* _Activity_
Range to output from the entries below: the line containing "pub const MESHES: u32 = 0x0910;" through the line containing "pub const MESHNAME: u32 = 0x1001;". Set it down exactly, ends included, nothing else.

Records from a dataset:
//! Chunk identifiers and version words of the `.object` format.

/// Top-level and object-body chunk ids.
pub mod object {
    pub const MAIN: u32 = 0x7777;
    pub const VERSION: u32 = 0x0900;
    pub const FLAGS: u32 = 0x0903;
    pub const SURFACES: u32 = 0x0905;
    pub const SURFACES1: u32 = 0x0906;
    pub const SURFACES2: u32 = 0x0907;
    pub const MESHES: u32 = 0x0910;
    pub const REVISION: u32 = 0x0911;
    pub const USERDATA: u32 = 0x0912;
    pub const BONES: u32 = 0x0913;
    pub const MOTIONS: u32 = 0x0916;
    pub const MOTION_REFS: u32 = 0x0917;
    pub const LOD_REF: u32 = 0x0918;
    pub const PARTITIONS0: u32 = 0x0919;
    pub const TRANSFORM: u32 = 0x0920;
    pub const BONES1: u32 = 0x0921;
    pub const PARTITIONS1: u32 = 0x0923;

    /// The only supported object body version.
    pub const SUPPORTED_VERSION: u16 = 0x10;
}

/// Mesh sub-chunk ids.
pub mod mesh {
    pub const VERSION: u32 = 0x1000;
    pub const MESHNAME: u32 = 0x1001;
    pub const FLAGS: u32 = 0x1002;
    pub const BBOX: u32 = 0x1004;
    pub const VERTS: u32 = 0x1005;
    pub const FACES: u32 = 0x1006;
    pub const VMREFS: u32 = 0x1008;
    pub const SFACE: u32 = 0x1009;
    pub const OPTIONS: u32 = 0x1010;
    pub const VMAPS2: u32 = 0x1012;
    pub const SG: u32 = 0x1013;

    /// The only supported mesh version.
    pub const SUPPORTED_VERSION: u16 = 0x11;
}

/// Bone sub-chunk ids.
pub mod bone {
    pub const VERSION: u32 = 0x0001;
    pub const DEF: u32 = 0x0002;
    pub const BIND_POSE: u32 = 0x0003;
    pub const MATERIAL: u32 = 0x0004;
    pub const SHAPE: u32 = 0x0005;
    pub const IK_JOINT: u32 = 0x0006;
    pub const MASS_PARAMS: u32 = 0x0007;
    pub const IK_FLAGS: u32 = 0x0008;
    pub const BREAK_PARAMS: u32 = 0x0009;
    pub const FRICTION: u32 = 0x0010;

    /// The only supported bone version.
    pub const SUPPORTED_VERSION: u16 = 0x2;
}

* _Exercise answer_
    pub const MESHES: u32 = 0x0910;
    pub const REVISION: u32 = 0x0911;
    pub const USERDATA: u32 = 0x0912;
    pub const BONES: u32 = 0x0913;
    pub const MOTIONS: u32 = 0x0916;
    pub const MOTION_REFS: u32 = 0x0917;
    pub const LOD_REF: u32 = 0x0918;
    pub const PARTITIONS0: u32 = 0x0919;
    pub const TRANSFORM: u32 = 0x0920;
    pub const BONES1: u32 = 0x0921;
    pub const PARTITIONS1: u32 = 0x0923;

    /// The only supported object body version.
    pub const SUPPORTED_VERSION: u16 = 0x10;
}

/// Mesh sub-chunk ids.
pub mod mesh {
    pub const VERSION: u32 = 0x1000;
    pub const MESHNAME: u32 = 0x1001;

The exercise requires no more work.